Evaluating Classifiers

  • Contingency Table: For binary classification, results are represented as:

    | | \(y = 1\) |\( y = -1 \)| |-------|-------|--------| | \( f(x) = 1 \) | TP | FP | |\( f(x) = -1 \)| FN | TN |

    TP: True Positive, FP: False Positive, FN: False Negative, TN: True Negative.

  • Accuracy: \[ \text{Accuracy} = \frac{TP + TN}{TP + TN + FP + FN} \] Accuracy is not ideal for imbalanced classes, which leads to focusing on precision and recall:

  • Precision: \( \frac{TP}{TP + FP} \)

  • Recall: \( \frac{TP}{TP + FN} \)

  • ROC Curve: Plots true positive rate (sensitivity) vs. false positive rate. A perfect classifier's curve passes through the point (0,1). The Area Under the Curve (AUC) is a metric summarizing the performance of the classifier: \[ AUC = P\left(\text{positive point gets higher score than negative}\right) \]


Cross-Validation and Bootstrapping

  • Cross-Validation: Split data into \(k\) subsets, train on \(k-1\), and test on the remaining subset. This is repeated \(k\) times.
  • Bootstrapping: Random sampling with replacement to create multiple training/test splits, averaging results over multiple iterations.
  • Parameter Tuning: Use internal cross-validation on training data to optimize model parameters without overfitting.

Nearest Neighbors (k-NN)

  • k-NN: Classifies a point based on the majority label of its \(k\) nearest neighbors.

    • Distance Metric: The Euclidean distance is often used: \[ d(x, x') = \sqrt{\sum_{i=1}^d (x_i - x'_i)^2} \]
    • Challenges: Selecting \(k\), runtime optimization, and handling high-dimensional data.
  • Mahalanobis Distance: \[ d_M(x, x') = \sqrt{(x - x')^\top \Sigma^{-1} (x - x')} \] where \(\Sigma\) is the covariance matrix of the dataset.


Naive Bayes Classifier

  • Bayes' Rule: \[ P(Y = y | X = x) = \frac{P(X = x | Y = y) P(Y = y)}{P(X = x)} \]

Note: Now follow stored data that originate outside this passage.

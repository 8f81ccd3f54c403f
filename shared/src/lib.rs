use serde::{Deserialize, Serialize};
use std::fmt;

/// A salesperson on the team lead's roster.
///
/// Supplied by the enclosing application as a read-only ordered sequence;
/// this crate never mutates members.
#[derive(Debug, Clone, PartialEq, Serialize, Deserialize)]
pub struct TeamMember {
    /// Opaque identifier assigned by the roster service
    pub id: String,
    /// Display name shown next to the avatar
    pub name: String,
    /// Avatar reference (URL or path); rendering falls back to initials
    pub avatar_url: String,
}

impl TeamMember {
    /// Up to two initials derived from the display name, for avatar fallback
    pub fn initials(&self) -> String {
        self.name
            .split_whitespace()
            .filter_map(|word| word.chars().next())
            .take(2)
            .flat_map(char::to_uppercase)
            .collect()
    }
}

/// The cadence over which a prospecting target is measured
#[derive(Debug, Clone, Copy, PartialEq, Eq, Hash, Serialize, Deserialize)]
#[serde(rename_all = "lowercase")]
pub enum GoalPeriod {
    Daily,
    Weekly,
    Monthly,
}

impl GoalPeriod {
    /// All periods in the order the selector presents them
    pub const ALL: [GoalPeriod; 3] = [GoalPeriod::Monthly, GoalPeriod::Weekly, GoalPeriod::Daily];

    pub fn label(&self) -> &'static str {
        match self {
            GoalPeriod::Daily => "Daily goal",
            GoalPeriod::Weekly => "Weekly goal",
            GoalPeriod::Monthly => "Monthly goal",
        }
    }
}

impl fmt::Display for GoalPeriod {
    fn fmt(&self, f: &mut fmt::Formatter<'_>) -> fmt::Result {
        f.write_str(self.label())
    }
}

/// A prospecting goal assigned to one salesperson.
///
/// Monthly goals are divided per week by the backend when computing a
/// salesperson's weekly target; this crate only carries the assignment.
#[derive(Debug, Clone, PartialEq, Eq, Serialize, Deserialize)]
pub struct ProspectingGoal {
    pub period: GoalPeriod,
    /// Number of prospecting contacts expected over the period
    pub target: u32,
}

#[cfg(test)]
mod tests {
    use super::*;

    #[test]
    fn test_initials_from_display_name() {
        let member = TeamMember {
            id: "vendedor1".to_string(),
            name: "Ana Borges".to_string(),
            avatar_url: String::new(),
        };
        assert_eq!(member.initials(), "AB");

        let single = TeamMember {
            id: "vendedor2".to_string(),
            name: "carlos".to_string(),
            avatar_url: String::new(),
        };
        assert_eq!(single.initials(), "C");
    }

    #[test]
    fn test_goal_period_wire_format() {
        // Config files use the lowercase period names
        let goal: ProspectingGoal =
            serde_json::from_str(r#"{"period":"monthly","target":30}"#).unwrap();
        assert_eq!(goal.period, GoalPeriod::Monthly);
        assert_eq!(goal.target, 30);

        assert_eq!(
            serde_json::to_string(&GoalPeriod::Weekly).unwrap(),
            "\"weekly\""
        );
    }
}
//! # Access Panel Module
//!
//! The "Access & distribution" tab: a lead-supply card with the two dialog
//! triggers, and the roster card with one hunter-mode toggle per salesperson.

use eframe::egui;

use crate::ui::app_state::HunterSettingsApp;
use crate::ui::components::theme::colors;
use crate::ui::components::ui_components::{avatar_disc, card_frame, row_frame, toggle_switch};

impl HunterSettingsApp {
    /// Render the access tab
    pub fn render_access_panel(&mut self, ui: &mut egui::Ui) {
        egui::ScrollArea::vertical()
            .auto_shrink([false, false])
            .show(ui, |ui| {
                self.render_lead_supply_card(ui);
                ui.add_space(16.0);
                self.render_roster_access_card(ui);
                ui.add_space(16.0);
            });
    }

    /// Card with the request-leads and upload-leads triggers
    fn render_lead_supply_card(&mut self, ui: &mut egui::Ui) {
        card_frame().show(ui, |ui| {
            ui.label(
                egui::RichText::new("Lead supply")
                    .font(egui::FontId::new(19.0, egui::FontFamily::Proportional))
                    .strong(),
            );
            ui.label(
                egui::RichText::new(
                    "Request qualified leads from our base or upload your own list for distribution.",
                )
                .color(colors::TEXT_SECONDARY),
            );

            ui.add_space(10.0);

            ui.columns(2, |columns| {
                columns[0].vertical(|ui| {
                    if ui
                        .add_sized(
                            [ui.available_width(), 56.0],
                            egui::Button::new(
                                egui::RichText::new("➕ Request Triad3 leads").strong(),
                            )
                            .fill(colors::ROW_BACKGROUND)
                            .stroke(egui::Stroke::new(1.0, colors::CARD_BORDER))
                            .rounding(egui::Rounding::same(8.0)),
                        )
                        .clicked()
                    {
                        log::info!("📨 Opening request-leads dialog");
                        self.modals.open_request_leads();
                    }
                    ui.label(
                        egui::RichText::new("Ask our team for a fresh lead list.")
                            .font(egui::FontId::new(12.0, egui::FontFamily::Proportional))
                            .color(colors::TEXT_SECONDARY),
                    );
                });

                columns[1].vertical(|ui| {
                    if ui
                        .add_sized(
                            [ui.available_width(), 56.0],
                            egui::Button::new(
                                egui::RichText::new("📤 Upload database").strong(),
                            )
                            .fill(colors::ROW_BACKGROUND)
                            .stroke(egui::Stroke::new(1.0, colors::CARD_BORDER))
                            .rounding(egui::Rounding::same(8.0)),
                        )
                        .clicked()
                    {
                        log::info!("📁 Opening upload-leads dialog");
                        self.modals.open_upload_leads();
                    }
                    ui.label(
                        egui::RichText::new("Upload a .csv file with your leads.")
                            .font(egui::FontId::new(12.0, egui::FontFamily::Proportional))
                            .color(colors::TEXT_SECONDARY),
                    );
                });
            });
        });
    }

    /// Card listing every salesperson with a hunter-mode switch
    fn render_roster_access_card(&mut self, ui: &mut egui::Ui) {
        card_frame().show(ui, |ui| {
            ui.label(
                egui::RichText::new("Salesperson access")
                    .font(egui::FontId::new(19.0, egui::FontFamily::Proportional))
                    .strong(),
            );
            ui.label(
                egui::RichText::new("Enable or disable Hunter mode for each salesperson on your team.")
                    .color(colors::TEXT_SECONDARY),
            );

            ui.add_space(10.0);

            let roster = self.roster.clone();
            for member in &roster {
                row_frame().show(ui, |ui| {
                    ui.horizontal(|ui| {
                        avatar_disc(ui, member, 36.0);
                        ui.add_space(4.0);
                        ui.add(
                            egui::Label::new(egui::RichText::new(&member.name).strong())
                                .selectable(false),
                        );

                        ui.with_layout(egui::Layout::right_to_left(egui::Align::Center), |ui| {
                            let mut on = self.access.is_enabled(&member.id);
                            if toggle_switch(ui, &mut on).changed() {
                                self.access.toggle(&member.id);
                                log::info!(
                                    "🎯 Hunter mode for {} -> {}",
                                    member.id,
                                    if on { "enabled" } else { "disabled" }
                                );
                            }
                        });
                    });
                });
                ui.add_space(6.0);
            }
        });
    }
}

    • The classifier assumes conditional independence of features: \[ P(X | Y = y) = \prod_{j=1}^d P(X_j | Y = y) \]
  • Prediction: \[ \hat{y} = \arg\max_{y} P(Y = y) \prod_{j=1}^d P(X_j | Y = y) \]

    • Naive Bayes works well in practice despite the strong independence assumption.

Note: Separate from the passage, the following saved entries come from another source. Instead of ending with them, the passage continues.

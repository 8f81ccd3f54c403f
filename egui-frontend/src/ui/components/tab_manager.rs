//! # Tab Manager Module
//!
//! Content routing between the two settings views.
//!
//! ## Tab Flow:
//! - SettingsTab::Access -> lead supply card + per-salesperson access toggles
//! - SettingsTab::Goals -> per-salesperson prospecting goal fields
//!
//! Switching tabs is a pure assignment; no panel state is reset.

use eframe::egui;

use crate::ui::app_state::{HunterSettingsApp, SettingsTab};
use crate::ui::components::theme::colors;

impl HunterSettingsApp {
    /// Render the tab toggle buttons and the active panel
    pub fn render_main_content(&mut self, ui: &mut egui::Ui) {
        self.draw_tab_toggle_buttons(ui);

        ui.add_space(12.0);

        match self.current_tab {
            SettingsTab::Access => self.render_access_panel(ui),
            SettingsTab::Goals => self.render_goals_panel(ui),
        }
    }

    /// Draw the Access/Goals pill buttons
    fn draw_tab_toggle_buttons(&mut self, ui: &mut egui::Ui) {
        ui.horizontal(|ui| {
            if ui.add(tab_button("Access & distribution", self.current_tab == SettingsTab::Access))
                .clicked()
            {
                self.select_tab(SettingsTab::Access);
            }

            ui.add_space(8.0);

            if ui.add(tab_button("Prospecting goals", self.current_tab == SettingsTab::Goals))
                .clicked()
            {
                self.select_tab(SettingsTab::Goals);
            }
        });
    }
}

fn tab_button(label: &str, active: bool) -> egui::Button<'static> {
    egui::Button::new(
        egui::RichText::new(label)
            .font(egui::FontId::new(14.0, egui::FontFamily::Proportional))
            .color(if active {
                colors::TEXT_ON_PRIMARY
            } else {
                colors::TEXT_SECONDARY
            }),
    )
    .min_size(egui::vec2(160.0, 30.0))
    .rounding(egui::Rounding::same(6.0))
    .fill(if active {
        colors::ACTIVE_BACKGROUND
    } else {
        colors::INACTIVE_BACKGROUND
    })
    .stroke(egui::Stroke::new(1.5, colors::CARD_BORDER))
}
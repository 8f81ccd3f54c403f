//! # Modal State Module
//!
//! Visibility flags and input buffers for the two lead-supply dialogs.
//!
//! ## Responsibilities:
//! - Request-leads and upload-leads dialog visibility
//! - Per-dialog input buffers, reset on open
//!
//! ## Purpose:
//! The two dialogs are independent {closed, open} machines. Their inputs
//! (requested quantity, chosen CSV path) are display-only: confirm emits an
//! event with no payload, matching the current product behavior.

use std::path::PathBuf;

/// Modal visibility and per-dialog input buffers
#[derive(Debug, Default)]
pub struct ModalState {
    /// Whether the request-leads dialog is visible
    pub show_request_leads_modal: bool,

    /// Whether the upload-leads dialog is visible
    pub show_upload_leads_modal: bool,

    /// Requested lead quantity as typed; not read by the confirm handler
    pub request_quantity: String,

    /// CSV path chosen through the native picker; displayed only
    pub selected_csv: Option<PathBuf>,

    /// Suppresses backdrop-click close on the frame a dialog opens
    pub modal_just_opened: bool,
}

impl ModalState {
    /// Create modal state with both dialogs hidden
    pub fn new() -> Self {
        Self::default()
    }

    /// Open the request-leads dialog with a fresh quantity field
    pub fn open_request_leads(&mut self) {
        self.request_quantity.clear();
        self.show_request_leads_modal = true;
        self.modal_just_opened = true;
    }

    /// Open the upload-leads dialog with no file selected
    pub fn open_upload_leads(&mut self) {
        self.selected_csv = None;
        self.show_upload_leads_modal = true;
        self.modal_just_opened = true;
    }

    pub fn close_request_leads(&mut self) {
        self.show_request_leads_modal = false;
    }

    pub fn close_upload_leads(&mut self) {
        self.show_upload_leads_modal = false;
    }

    /// Hide both dialogs
    pub fn hide_all_modals(&mut self) {
        self.show_request_leads_modal = false;
        self.show_upload_leads_modal = false;
    }

    pub fn any_modal_open(&self) -> bool {
        self.show_request_leads_modal || self.show_upload_leads_modal
    }
}

#[cfg(test)]
mod tests {
    use super::*;

    #[test]
    fn test_dialogs_start_closed() {
        let modals = ModalState::new();
        assert!(!modals.any_modal_open());
    }

    #[test]
    fn test_open_request_leads_resets_quantity() {
        let mut modals = ModalState::new();
        modals.request_quantity = "50".to_string();
        modals.open_request_leads();
        assert!(modals.show_request_leads_modal);
        assert!(modals.request_quantity.is_empty());
        assert!(modals.modal_just_opened);
    }

    #[test]
    fn test_open_upload_leads_clears_selection() {
        let mut modals = ModalState::new();
        modals.selected_csv = Some(PathBuf::from("/tmp/leads.csv"));
        modals.open_upload_leads();
        assert!(modals.show_upload_leads_modal);
        assert!(modals.selected_csv.is_none());
    }

    #[test]
    fn test_close_leaves_other_dialog_alone() {
        let mut modals = ModalState::new();
        modals.open_request_leads();
        modals.open_upload_leads();
        modals.close_request_leads();
        assert!(!modals.show_request_leads_modal);
        assert!(modals.show_upload_leads_modal);

        modals.hide_all_modals();
        assert!(!modals.any_modal_open());
    }
}
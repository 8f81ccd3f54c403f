//! # Header Module
//!
//! Screen header: back affordance and the screen title.
//!
//! ## Purpose:
//! The back link is the screen's only outward navigation; pressing it emits
//! `ScreenEvent::NavigateBack` for the shell to route.

use eframe::egui;

use crate::ui::app_state::{HunterSettingsApp, ScreenEvent};
use crate::ui::components::theme::colors;

impl HunterSettingsApp {
    /// Render the header
    pub fn render_header(&mut self, ui: &mut egui::Ui) {
        let frame = egui::Frame::none().inner_margin(egui::Margin::symmetric(4.0, 8.0));

        frame.show(ui, |ui| {
            ui.vertical(|ui| {
                let back = ui.add(
                    egui::Button::new(
                        egui::RichText::new("← Back to settings")
                            .font(egui::FontId::new(13.0, egui::FontFamily::Proportional))
                            .color(colors::TEXT_SECONDARY),
                    )
                    .frame(false),
                );
                if back.clicked() {
                    self.emit(ScreenEvent::NavigateBack);
                }

                ui.add_space(4.0);

                ui.add(
                    egui::Label::new(
                        egui::RichText::new("Active Prospecting Mode (Hunter)")
                            .font(egui::FontId::new(28.0, egui::FontFamily::Proportional))
                            .strong()
                            .color(colors::TEXT_PRIMARY),
                    )
                    .selectable(false),
                );
            });
        });
    }
}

Linear Discriminant Analysis (LDA)

  • Assumptions:

    • Data from each class is normally distributed with the same covariance matrix but different means \(\mu_0\) and \(\mu_1\).
  • Log-Likelihood Ratio: \[ f(x) = \log\left( \frac{P(Y=1|X=x)}{P(Y=0|X=x)} \right) \]

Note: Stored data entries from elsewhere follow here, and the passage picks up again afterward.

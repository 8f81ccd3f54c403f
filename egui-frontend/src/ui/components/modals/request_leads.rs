//! # Request Leads Modal
//!
//! Dialog asking the Triad3 team for a new lead list.
//!
//! ## Responsibilities:
//! - Quantity input for the requested lead count
//! - Confirm emits `ScreenEvent::LeadRequestSubmitted` and closes
//! - Cancel and backdrop clicks dismiss without side effects

use eframe::egui;

use crate::ui::app_state::{HunterSettingsApp, ScreenEvent};
use crate::ui::components::modals::shared::show_modal_overlay;
use crate::ui::components::theme::colors;
use crate::ui::components::ui_components::{neutral_button, primary_button};

const MODAL_SIZE: egui::Vec2 = egui::vec2(420.0, 240.0);

impl HunterSettingsApp {
    /// Render the request-leads dialog
    pub fn render_request_leads_modal(&mut self, ctx: &egui::Context) {
        if !self.modals.show_request_leads_modal {
            return;
        }

        let mut confirmed = false;
        let mut cancelled = false;
        let quantity = &mut self.modals.request_quantity;

        let backdrop_clicked = show_modal_overlay(ctx, "request_leads_modal_overlay", MODAL_SIZE, |ui| {
            ui.vertical_centered(|ui| {
                ui.add_space(8.0);

                ui.label(
                    egui::RichText::new("Request leads")
                        .font(egui::FontId::new(22.0, egui::FontFamily::Proportional))
                        .strong(),
                );

                ui.add_space(10.0);

                ui.label(
                    egui::RichText::new(
                        "How many leads would you like to request for your Hunter team?",
                    )
                    .color(colors::TEXT_SECONDARY),
                );

                ui.add_space(14.0);

                // The typed quantity is display-only; the submission event
                // carries no payload
                ui.add(
                    egui::TextEdit::singleline(quantity)
                        .hint_text("e.g. 50")
                        .desired_width(160.0)
                        .horizontal_align(egui::Align::Center)
                        .font(egui::FontId::new(18.0, egui::FontFamily::Proportional)),
                );

                ui.add_space(20.0);

                ui.horizontal(|ui| {
                    ui.add_space(60.0);
                    if ui.add(neutral_button("Cancel")).clicked() {
                        cancelled = true;
                    }
                    ui.add_space(16.0);
                    if ui.add(primary_button("Send request")).clicked() {
                        confirmed = true;
                    }
                });
            });
        });

        if confirmed {
            log::info!("📨 Lead request submitted");
            self.emit(ScreenEvent::LeadRequestSubmitted);
            self.modals.close_request_leads();
        } else if cancelled || (backdrop_clicked && !self.modals.modal_just_opened) {
            self.modals.close_request_leads();
        }

        self.modals.modal_just_opened = false;
    }
}
//! # UI State Module
//!
//! Transient user feedback shown by the shell, independent of any panel.
//!
//! ## Purpose:
//! Submission acknowledgments surface here as timed messages instead of a
//! blocking alert; the shell renders them and they expire on their own.

use std::time::{Duration, Instant};

/// How long feedback messages stay on screen
const MESSAGE_LIFETIME: Duration = Duration::from_secs(5);

/// Transient feedback messages for the shell to render
#[derive(Debug, Default)]
pub struct UiState {
    pub success_message: Option<String>,
    pub error_message: Option<String>,
    message_expiry: Option<Instant>,
}

impl UiState {
    pub fn new() -> Self {
        Self::default()
    }

    /// Show a success message for the next few seconds
    pub fn set_success(&mut self, message: String) {
        self.success_message = Some(message);
        self.message_expiry = Some(Instant::now() + MESSAGE_LIFETIME);
    }

    /// Show an error message for the next few seconds
    pub fn set_error(&mut self, message: String) {
        self.error_message = Some(message);
        self.message_expiry = Some(Instant::now() + MESSAGE_LIFETIME);
    }

    pub fn has_messages(&self) -> bool {
        self.success_message.is_some() || self.error_message.is_some()
    }

    pub fn clear_messages(&mut self) {
        self.success_message = None;
        self.error_message = None;
        self.message_expiry = None;
    }

    /// Drop messages whose lifetime has passed
    pub fn expire_messages(&mut self, now: Instant) {
        if let Some(expiry) = self.message_expiry {
            if now >= expiry {
                self.clear_messages();
            }
        }
    }
}

#[cfg(test)]
mod tests {
    use super::*;

    #[test]
    fn test_messages_expire_after_lifetime() {
        let mut ui = UiState::new();
        ui.set_success("Lead request sent".to_string());
        assert!(ui.has_messages());

        // Still visible immediately
        ui.expire_messages(Instant::now());
        assert!(ui.has_messages());

        // Gone once the lifetime has passed
        ui.expire_messages(Instant::now() + MESSAGE_LIFETIME + Duration::from_millis(1));
        assert!(!ui.has_messages());
    }

    #[test]
    fn test_clear_messages() {
        let mut ui = UiState::new();
        ui.set_error("boom".to_string());
        ui.clear_messages();
        assert!(!ui.has_messages());
    }
}
//! # Access State Module
//!
//! Per-salesperson "hunter mode" flags for the access tab.
//!
//! ## Responsibilities:
//! - Track which members have active prospecting enabled
//! - Default missing entries to disabled
//!
//! ## Purpose:
//! Entries are created lazily: a member id only appears in the map once its
//! row has been toggled (or the host seeded it), so the map never grows
//! beyond the roster during a session. Nothing is persisted; the map is
//! rebuilt from configuration on every launch.

use std::collections::HashMap;

/// Per-salesperson hunter mode flags
#[derive(Debug, Default)]
pub struct AccessState {
    enabled: HashMap<String, bool>,
}

impl AccessState {
    /// Create access state seeded from host configuration
    pub fn new(initial: HashMap<String, bool>) -> Self {
        Self { enabled: initial }
    }

    /// Whether hunter mode is on for a member; a missing entry reads disabled
    pub fn is_enabled(&self, member_id: &str) -> bool {
        self.enabled.get(member_id).copied().unwrap_or(false)
    }

    /// Flip hunter mode for a member. Missing entries default to disabled
    /// before flipping, so the first toggle always enables.
    pub fn toggle(&mut self, member_id: &str) {
        let entry = self.enabled.entry(member_id.to_string()).or_insert(false);
        *entry = !*entry;
    }

    /// Number of members with an explicit entry (toggled or seeded)
    #[allow(dead_code)]
    pub fn entry_count(&self) -> usize {
        self.enabled.len()
    }
}

#[cfg(test)]
mod tests {
    use super::*;

    #[test]
    fn test_untoggled_member_reads_disabled() {
        let access = AccessState::default();
        assert!(!access.is_enabled("vendedor1"));
        assert_eq!(access.entry_count(), 0);
    }

    #[test]
    fn test_first_toggle_enables() {
        let mut access = AccessState::default();
        access.toggle("vendedor2");
        assert!(access.is_enabled("vendedor2"));
        assert_eq!(access.entry_count(), 1);
    }

    #[test]
    fn test_double_toggle_restores_original_value() {
        let mut access = AccessState::default();
        access.toggle("vendedor1");
        access.toggle("vendedor1");
        assert!(!access.is_enabled("vendedor1"));

        let mut seeded = AccessState::new(
            [("vendedor1".to_string(), true)].into_iter().collect(),
        );
        seeded.toggle("vendedor1");
        seeded.toggle("vendedor1");
        assert!(seeded.is_enabled("vendedor1"));
    }

    #[test]
    fn test_stray_seeded_entry_is_harmless() {
        // Hosts may seed an id that is not on the roster; the entry is
        // retained as-is and other members read their own values
        let mut access = AccessState::new(
            [("ghost".to_string(), true), ("vendedor1".to_string(), true)]
                .into_iter()
                .collect(),
        );
        assert!(access.is_enabled("vendedor1"));
        assert!(access.is_enabled("ghost"));
        assert_eq!(access.entry_count(), 2);

        // Toggling a roster member never disturbs the stray entry
        access.toggle("vendedor1");
        assert!(!access.is_enabled("vendedor1"));
        assert!(access.is_enabled("ghost"));
    }

    #[test]
    fn test_seeded_member_toggles_off() {
        let mut access = AccessState::new(
            [("vendedor1".to_string(), true)].into_iter().collect(),
        );
        assert!(access.is_enabled("vendedor1"));
        access.toggle("vendedor1");
        assert!(!access.is_enabled("vendedor1"));
    }
}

    • Linear discriminant: \( f(x) = w^\top x + b \), where \(w = (\mu_1 - \mu_0)^\top \Sigma^{-1}\).

Logistic Regression

  • Logistic Function: \[ f(z) = \frac{1}{1 + e^{-z}} \] where \(z = w^\top x + b\).

  • Training: Minimizing the logistic loss: \[ \mathcal{L}(w) = \frac{1}{n} \sum_{i=1}^n \log(1 + e^{-y_i (w^\top x_i)}) \]

    • The weights \(w\) are learned by gradient descent or other optimization techniques.

Decision Trees

  • Concept: Split the data recursively based on feature values to maximize information gain, using criteria like entropy and the Gini index:
    • Entropy: \[ H(D) = -\sum_{i=1}^m p_i \log_2(p_i) \]
    • Gini Index: \[ Gini(D) = 1 - \sum_{i=1}^m p_i^2 \]
  • Random Forests: Ensemble of decision trees, each built on random subsets of data and features.

Support Vector Machines (SVM)

  • Hard-Margin SVM: Finds the hyperplane that maximizes the margin between classes: \[ \min_w \frac{1}{2} |w|^2 \quad \text{s.t.} , y_i (w^\top x_i + b) \geq 1 \]
  • Soft-Margin SVM: Allows some misclassification using slack variables \(\xi\): \[ \min_w \frac{1}{2} |w|^2 + C \sum_{i=1}^n \xi_i \quad \text{s.t.} , y_i (w^\top x_i + b) \geq 1 - \xi_i \] where \(C\) controls the trade-off between margin size and misclassification.

Kernel Methods

  • Kernel Trick: Maps data into a higher-dimensional space to make it linearly separable. Common kernels include:
    • Linear Kernel: \( k(x, x') = x^\top x' \)
    • Polynomial Kernel: \( k(x, x') = (x^\top x' + c)^d \)
    • Gaussian (RBF) Kernel: \[ k(x, x') = \exp\left(- \frac{|x - x'|^2}{2\sigma^2}\right) \]

Figures/Diagrams

  1. ROC Curves: Visualization of model performance with true positive vs. false positive rates.
  2. Logistic Function: S-shaped curve representing the probability output from logistic regression.
  3. Decision Trees: Flowchart-like structures splitting data based on feature values.